Gli ho spiegato come in quel bacio il sacerdote si unisce a Cristo. Lui mi guardava con i suoi grandi occhi interrogativi senza capire del tutto la spiegazione che gli davo…
Poi, aprendosi a ciò che stava pensando, dice: “Dai, voglio baciarlo anch’io…”
Gli ho spiegato di nuovo perché no e alla fine gli ho detto che lo avrei fatto solo io per entrambi. Sembrava soddisfatto. Ma la domenica successiva all’inizio della celebrazione e al bacio dell’altare, ho visto Gabriel poggiare la guancia sull’altare.
Non se ne allontanava più e un grande sorriso si era disegnato sul suo visetto.

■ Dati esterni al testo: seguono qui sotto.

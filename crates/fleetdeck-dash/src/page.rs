//! Page-level assemblies: one struct per navigable view, built from a
//! snapshot by composing the entity views and aggregates.

use serde::Serialize;

use fleetdeck_common::FleetSnapshot;

use crate::aggregate::{job_status_counts, overview, JobStatusCounts, Overview};
use crate::view::{
    job_view, metric_view, node_view, policy_view, pool_view, template_view, vulnerability_view,
    JobView, MetricView, NodeView, PolicyView, PoolView, TemplateView, VulnerabilityView,
};

#[derive(Debug, Clone, Serialize, PartialEq)]
pub struct OverviewPage {
    pub overview: Overview,
    pub nodes: Vec<NodeView>,
    pub jobs: Vec<JobView>,
    pub job_counts: JobStatusCounts,
}

#[derive(Debug, Clone, Serialize, PartialEq, Eq)]
pub struct SecurityPage {
    pub metrics: Vec<MetricView>,
    pub vulnerabilities: Vec<VulnerabilityView>,
    pub policies: Vec<PolicyView>,
}

#[derive(Debug, Clone, Serialize, PartialEq, Eq)]
pub struct ArchitecturePage {
    pub pools: Vec<PoolView>,
    pub templates: Vec<TemplateView>,
}

pub fn overview_page(snapshot: &FleetSnapshot) -> OverviewPage {
    OverviewPage {
        overview: overview(snapshot),
        nodes: snapshot.nodes.iter().map(node_view).collect(),
        jobs: snapshot.jobs.iter().map(job_view).collect(),
        job_counts: job_status_counts(&snapshot.jobs),
    }
}

pub fn security_page(snapshot: &FleetSnapshot) -> SecurityPage {
    SecurityPage {
        metrics: snapshot.metrics.iter().map(metric_view).collect(),
        vulnerabilities: snapshot
            .vulnerabilities
            .iter()
            .map(vulnerability_view)
            .collect(),
        policies: snapshot.policies.iter().map(policy_view).collect(),
    }
}

pub fn architecture_page(snapshot: &FleetSnapshot) -> ArchitecturePage {
    ArchitecturePage {
        pools: snapshot.pools.iter().map(pool_view).collect(),
        templates: snapshot
            .templates
            .iter()
            .map(|t| template_view(t, &snapshot.pools))
            .collect(),
    }
}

Ho dovuto dirgli di smettere e alla fine della messa gli ho ricordato: “Gabriel ti ho detto che l’avrei baciato per entrambi”.
Mi ha risposto: “Non l’ho baciato io, mi ha baciato lui…”. Io, serio, gli ho detto: “Gabriel non giocare con me…”. E mi ha risposto: “Davvero, mi ha riempito di baci”.
Il modo in cui me l’ha detto mi ha riempito di una santa invidia, così, chiudendo il tempio e salutando i miei parrocchiani, mi sono avvicinato all’altare e vi ho posato sopra la mia guancia chiedendo: “Signore baciami come hai fatto con Gabriel”.
Quel Bambino mi ha ricordato che l’opera non era mia e che a vincere il cuore di quella gente poteva essere solo la dolce intimità con l’unico Sacerdote, Cristo. Da allora il mio bacio all’altare è doppio, perché sempre, dopo averlo baciato, porgo la mia guancia per ricevere il suo bacio. Grazie Gabriel.